We are not dealing with just numbers but real solid shapes that exist around us. I’m sure that you can spot at least three different shapes from where you are right now- that’s geometry!
Why is geometry important?
There are loads of real-world uses for geometry so it’s important to take some time to get your head around it. Geometry also directly links to other areas of maths such as trigonometry and algebra.
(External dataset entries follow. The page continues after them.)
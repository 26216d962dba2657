// Copyright 2025 dentsusoken
//
// Licensed under the Apache License, Version 2.0 (the "License");
// you may not use this file except in compliance with the License.
// You may obtain a copy of the License at
//
//     http://www.apache.org/licenses/LICENSE-2.0
//
// Unless required by applicable law or agreed to in writing, software
// distributed under the License is distributed on an "AS IS" BASIS,
// WITHOUT WARRANTIES OR CONDITIONS OF ANY KIND, either express or implied.
// See the License for the specific language governing permissions and
// limitations under the License.

use crate::error::{ApiError, Result};
use crate::models::VersionData;
use regex::Regex;
use std::sync::LazyLock;

static ADOPT_SEMVER: LazyLock<Regex> = LazyLock::new(|| {
    Regex::new(
        r"^(?P<major>[0-9]+)\.(?P<minor>[0-9]+)\.(?P<patch>[0-9]+)(\-(?P<pre>[\.A-Za-z0-9]+))?(\+(?P<build>[\.A-Za-z0-9]+))?$",
    )
    .unwrap()
});

/// Reader for the semver form stored alongside every release,
/// `MAJOR.MINOR.SECURITY[-PRE][+BUILD[.ADOPT_BUILD_NUMBER[.OPTIONAL]]]`.
///
/// The JDK patch component does not fit semver, so it is folded into the
/// build: `17.0.4.1+1` is stored as `17.0.4+101`.
pub struct SemverParser;

impl SemverParser {
    pub fn parse_adopt_semver(version: &str) -> Option<VersionData> {
        let caps = ADOPT_SEMVER.captures(version)?;

        let major: u32 = caps.name("major")?.as_str().parse().ok()?;
        let minor: u32 = caps.name("minor")?.as_str().parse().ok()?;
        let security: u32 = caps.name("patch")?.as_str().parse().ok()?;
        let pre = caps.name("pre").map(|m| m.as_str().to_string());

        let mut adopt_build_number = None;
        let mut build: Option<u32> = None;
        let mut optional = None;

        if let Some(semver_build) = caps.name("build") {
            let parts: Vec<&str> = semver_build.as_str().split('.').collect();
            optional = parts.get(2).map(|s| s.to_string());
            // Stop at the first non-numeric part, keeping what was read so far.
            let adopt = parts.get(1).map(|s| s.parse::<u32>());
            match adopt {
                Some(Err(_)) => {}
                Some(Ok(n)) => {
                    adopt_build_number = Some(n);
                    build = parts.first().and_then(|s| s.parse().ok());
                }
                None => build = parts.first().and_then(|s| s.parse().ok()),
            }
        }

        let mut patch = None;
        if let Some(b) = build {
            let folded = b / 100;
            build = Some(b - folded * 100);
            if folded != 0 {
                patch = Some(folded);
            }
        }

        let mut parts = vec![major, minor, security];
        if let Some(p) = patch {
            parts.push(p);
        }
        while parts.len() > 1 && parts.last() == Some(&0) {
            parts.pop();
        }

        let mut openjdk_version = parts
            .iter()
            .map(u32::to_string)
            .collect::<Vec<_>>()
            .join(".");
        if let Some(pre) = &pre {
            openjdk_version.push_str(&format!("-{pre}"));
        }
        if build.is_some() || optional.is_some() {
            openjdk_version.push('+');
        }
        if let Some(build) = build {
            openjdk_version.push_str(&build.to_string());
        }
        if let Some(optional) = &optional {
            openjdk_version.push_str(&format!("-{optional}"));
        }

        Some(VersionData {
            major,
            minor: Some(minor),
            security: Some(security),
            patch,
            pre,
            adopt_build_number,
            build: Some(build.unwrap_or(0)),
            optional,
            openjdk_version,
            semver: Some(version.to_string()),
        })
    }

    pub fn parse_adopt_semver_non_null(version: &str) -> Result<VersionData> {
        Self::parse_adopt_semver(version).ok_or_else(|| ApiError::VersionParse(version.to_string()))
    }
}
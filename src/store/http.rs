// Copyright 2025 dentsusoken
//
// Licensed under the Apache License, Version 2.0 (the "License");
// you may not use this file except in compliance with the License.
// You may obtain a copy of the License at
//
//     http://www.apache.org/licenses/LICENSE-2.0
//
// Unless required by applicable law or agreed to in writing, software
// distributed under the License is distributed on an "AS IS" BASIS,
// WITHOUT WARRANTIES OR CONDITIONS OF ANY KIND, either express or implied.
// See the License for the specific language governing permissions and
// limitations under the License.

use crate::error::{ApiError, Result};
use crate::models::Release;
use crate::store::source::ReleaseSource;
use crate::user_agent;
use attohttpc::Session;
use log::info;

/// Downloads a JSON array of releases from a URL.
pub struct HttpReleaseSource {
    url: String,
    client: Session,
}

impl HttpReleaseSource {
    pub fn new(url: String) -> Self {
        let mut client = Session::new();
        client.header("User-Agent", user_agent::release_source_client());

        Self { url, client }
    }
}

impl ReleaseSource for HttpReleaseSource {
    fn name(&self) -> &str {
        "HTTP/Web"
    }

    fn fetch_all(&self) -> Result<Vec<Release>> {
        let response = self.client.get(&self.url).send()?;

        if !response.is_success() {
            return Err(ApiError::DataSource(format!(
                "Failed to fetch {}: HTTP {}",
                self.url,
                response.status()
            )));
        }

        let releases: Vec<Release> = response.json().map_err(|e| {
            ApiError::DataSource(format!("Failed to parse {}: {e}", self.url))
        })?;

        info!("Downloaded {} releases from {}", releases.len(), self.url);
        Ok(releases)
    }
}

#[cfg(test)]
#[path = "http_tests.rs"]
mod tests;
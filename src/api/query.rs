// Copyright 2025 dentsusoken
//
// Licensed under the Apache License, Version 2.0 (the "License");
// you may not use this file except in compliance with the License.
// You may obtain a copy of the License at
//
//     http://www.apache.org/licenses/LICENSE-2.0
//
// Unless required by applicable law or agreed to in writing, software
// distributed under the License is distributed on an "AS IS" BASIS,
// WITHOUT WARRANTIES OR CONDITIONS OF ANY KIND, either express or implied.
// See the License for the specific language governing permissions and
// limitations under the License.

use crate::filter::BinaryFilter;
use crate::models::{
    Architecture, CLib, HeapSize, ImageType, JvmImpl, OperatingSystem, Project, ReleaseType,
    Vendor,
};
use crate::sort::{SortMethod, SortOrder};
use chrono::{DateTime, Utc};

/// Query parameters accepted by the release endpoints. Every field is
/// optional; unset fields fall back to the endpoint defaults.
#[derive(Debug, Clone, Default)]
pub struct ReleaseQuery {
    pub version: Option<String>,
    pub semver: bool,
    pub release_type: Option<ReleaseType>,
    pub vendor: Option<Vendor>,
    pub lts: Option<bool>,
    pub os: Option<OperatingSystem>,
    pub architecture: Option<Architecture>,
    pub image_type: Option<ImageType>,
    pub jvm_impl: Option<JvmImpl>,
    pub heap_size: Option<HeapSize>,
    pub project: Option<Project>,
    pub c_lib: Option<CLib>,
    pub before: Option<DateTime<Utc>>,
    pub sort_order: Option<SortOrder>,
    pub sort_method: Option<SortMethod>,
    pub page: Option<usize>,
    pub page_size: Option<usize>,
    pub show_page_count: bool,
}

impl ReleaseQuery {
    pub fn new() -> Self {
        Self::default()
    }

    pub fn version(mut self, version: impl Into<String>) -> Self {
        self.version = Some(version.into());
        self
    }

    pub fn semver(mut self, semver: bool) -> Self {
        self.semver = semver;
        self
    }

    pub fn release_type(mut self, release_type: ReleaseType) -> Self {
        self.release_type = Some(release_type);
        self
    }

    pub fn vendor(mut self, vendor: Vendor) -> Self {
        self.vendor = Some(vendor);
        self
    }

    pub fn lts(mut self, lts: bool) -> Self {
        self.lts = Some(lts);
        self
    }

    pub fn os(mut self, os: OperatingSystem) -> Self {
        self.os = Some(os);
        self
    }

    pub fn architecture(mut self, architecture: Architecture) -> Self {
        self.architecture = Some(architecture);
        self
    }

    pub fn image_type(mut self, image_type: ImageType) -> Self {
        self.image_type = Some(image_type);
        self
    }

    pub fn jvm_impl(mut self, jvm_impl: JvmImpl) -> Self {
        self.jvm_impl = Some(jvm_impl);
        self
    }

    pub fn heap_size(mut self, heap_size: HeapSize) -> Self {
        self.heap_size = Some(heap_size);
        self
    }

    pub fn project(mut self, project: Project) -> Self {
        self.project = Some(project);
        self
    }

    pub fn c_lib(mut self, c_lib: CLib) -> Self {
        self.c_lib = Some(c_lib);
        self
    }

    pub fn before(mut self, before: DateTime<Utc>) -> Self {
        self.before = Some(before);
        self
    }

    pub fn sort_order(mut self, sort_order: SortOrder) -> Self {
        self.sort_order = Some(sort_order);
        self
    }

    pub fn sort_method(mut self, sort_method: SortMethod) -> Self {
        self.sort_method = Some(sort_method);
        self
    }

    pub fn page(mut self, page: usize) -> Self {
        self.page = Some(page);
        self
    }

    pub fn page_size(mut self, page_size: usize) -> Self {
        self.page_size = Some(page_size);
        self
    }

    pub fn show_page_count(mut self, show_page_count: bool) -> Self {
        self.show_page_count = show_page_count;
        self
    }

    /// Newest first unless asked otherwise.
    pub fn order(&self) -> SortOrder {
        self.sort_order.unwrap_or_default()
    }

    pub fn method(&self) -> SortMethod {
        self.sort_method.unwrap_or_default()
    }

    /// The binary criteria of this query.
    pub fn binary_filter(&self) -> BinaryFilter {
        BinaryFilter {
            os: self.os,
            architecture: self.architecture,
            image_type: self.image_type,
            jvm_impl: self.jvm_impl,
            heap_size: self.heap_size,
            project: self.project,
            before: self.before,
            c_lib: self.c_lib,
        }
    }
}

#[cfg(test)]
mod tests {
    use super::*;
    use crate::test::fixtures::utc;

    #[test]
    fn test_release_query_builder_methods() {
        let query = ReleaseQuery::new()
            .version("[17,18)")
            .semver(true)
            .release_type(ReleaseType::Ga)
            .vendor(Vendor::Eclipse)
            .lts(true)
            .os(OperatingSystem::Linux)
            .architecture(Architecture::Aarch64)
            .image_type(ImageType::Jre)
            .page(2)
            .page_size(5)
            .show_page_count(true);

        assert_eq!(query.version.as_deref(), Some("[17,18)"));
        assert!(query.semver);
        assert_eq!(query.release_type, Some(ReleaseType::Ga));
        assert_eq!(query.vendor, Some(Vendor::Eclipse));
        assert_eq!(query.lts, Some(true));
        assert_eq!(query.os, Some(OperatingSystem::Linux));
        assert_eq!(query.architecture, Some(Architecture::Aarch64));
        assert_eq!(query.image_type, Some(ImageType::Jre));
        assert_eq!(query.page, Some(2));
        assert_eq!(query.page_size, Some(5));
        assert!(query.show_page_count);
    }

    #[test]
    fn test_sort_defaults() {
        let query = ReleaseQuery::new();
        assert_eq!(query.order(), SortOrder::Desc);
        assert_eq!(query.method(), SortMethod::Default);

        let query = query.sort_order(SortOrder::Asc).sort_method(SortMethod::Date);
        assert_eq!(query.order(), SortOrder::Asc);
        assert_eq!(query.method(), SortMethod::Date);
    }

    #[test]
    fn test_binary_filter_carries_binary_criteria() {
        let before = utc("2022-08-01T00:00:00Z");
        let filter = ReleaseQuery::new()
            .os(OperatingSystem::Mac)
            .heap_size(HeapSize::Large)
            .project(Project::Jfr)
            .c_lib(CLib::Musl)
            .jvm_impl(JvmImpl::Hotspot)
            .before(before)
            .binary_filter();

        assert_eq!(filter.os, Some(OperatingSystem::Mac));
        assert_eq!(filter.heap_size, Some(HeapSize::Large));
        assert_eq!(filter.project, Some(Project::Jfr));
        assert_eq!(filter.c_lib, Some(CLib::Musl));
        assert_eq!(filter.jvm_impl, Some(JvmImpl::Hotspot));
        assert_eq!(filter.before, Some(before));
        assert_eq!(filter.architecture, None);
    }
}
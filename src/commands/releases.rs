// Copyright 2025 dentsusoken
//
// Licensed under the Apache License, Version 2.0 (the "License");
// you may not use this file except in compliance with the License.
// You may obtain a copy of the License at
//
//     http://www.apache.org/licenses/LICENSE-2.0
//
// Unless required by applicable law or agreed to in writing, software
// distributed under the License is distributed on an "AS IS" BASIS,
// WITHOUT WARRANTIES OR CONDITIONS OF ANY KIND, either express or implied.
// See the License for the specific language governing permissions and
// limitations under the License.

use crate::api::{ReleaseEndpoint, ReleaseQuery};
use crate::config::ApiConfig;
use crate::error::Result;
use crate::models::{Release, ReleaseType};
use crate::pagination::PaginationInfo;
use colored::Colorize;
use comfy_table::{Cell, Color, Table};

pub struct ReleasesCommand {
    endpoint: ReleaseEndpoint,
}

impl ReleasesCommand {
    pub fn new(config: &ApiConfig) -> Result<Self> {
        Ok(Self {
            endpoint: ReleaseEndpoint::from_config(config),
        })
    }

    pub fn execute(&self, query: &ReleaseQuery, json: bool) -> Result<()> {
        let page = self.endpoint.get_releases_page(query)?;

        if json {
            println!("{}", serde_json::to_string_pretty(&page.data)?);
            return Ok(());
        }

        println!("{}", release_table(&page.data));
        println!("{} releases", page.data.len().to_string().cyan());
        print_page_footer(&page);
        Ok(())
    }
}

/// Looks up a single release by name.
pub struct ReleaseCommand {
    endpoint: ReleaseEndpoint,
}

impl ReleaseCommand {
    pub fn new(config: &ApiConfig) -> Result<Self> {
        Ok(Self {
            endpoint: ReleaseEndpoint::from_config(config),
        })
    }

    pub fn execute(&self, release_name: &str, query: &ReleaseQuery, json: bool) -> Result<()> {
        let release = self.endpoint.release_by_name(release_name, query)?;

        if json {
            println!("{}", serde_json::to_string_pretty(&release)?);
            return Ok(());
        }

        println!("{}", release_table(std::slice::from_ref(&release)));
        println!();
        for binary in &release.binaries {
            let link = binary
                .package
                .as_ref()
                .map(|p| p.link.as_str())
                .unwrap_or("-");
            println!(
                "  {} {}/{} {} {}",
                "•".cyan(),
                binary.os,
                binary.architecture,
                binary.image_type,
                link.dimmed()
            );
        }
        Ok(())
    }
}

pub(crate) fn release_table(releases: &[Release]) -> Table {
    let mut table = Table::new();
    table.load_preset(comfy_table::presets::UTF8_BORDERS_ONLY);
    table.set_header(vec![
        Cell::new("Release"),
        Cell::new("Version"),
        Cell::new("Type"),
        Cell::new("Vendor"),
        Cell::new("Released"),
        Cell::new("Binaries"),
    ]);

    for release in releases {
        let release_type = match release.release_type {
            ReleaseType::Ga => Cell::new("GA").fg(Color::Green),
            ReleaseType::Ea => Cell::new("EA").fg(Color::Yellow),
        };
        table.add_row(vec![
            Cell::new(&release.release_name),
            Cell::new(&release.version_data.openjdk_version),
            release_type,
            Cell::new(release.vendor),
            Cell::new(release.timestamp.format("%Y-%m-%d")),
            Cell::new(release.binaries.len()),
        ]);
    }

    table
}

/// Prints the paging footer shared by the paged commands.
pub(crate) fn print_page_footer<T>(page: &PaginationInfo<T>) {
    if let Some(count) = page.page_count {
        println!("Page size {}, {} pages", page.page_size, count.to_string().cyan());
    }
    if let Some(next) = page.next {
        println!(
            "{}: pass {} for more results",
            "More".yellow().bold(),
            format!("--page {next}").cyan()
        );
    }
}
So having a solid knowledge of geometry is important to succeed in maths.
What are some uses for geometry?
Geometry is everywhere in both the man-made and natural world.
- Geometric shapes are the basis for creating immersive worlds in video games.
- Architecture also uses geometry, since buildings are constructed from 3D shapes that fit together.
- Art is based on geometry, as shapes are used to create images and patterns in a painting and the formation and combination of different 3D shapes come together to create a sculpture.
Where can you find geometry in the natural world?
Perfectly formed geometrical shapes exist everywhere in nature if we take a moment to look.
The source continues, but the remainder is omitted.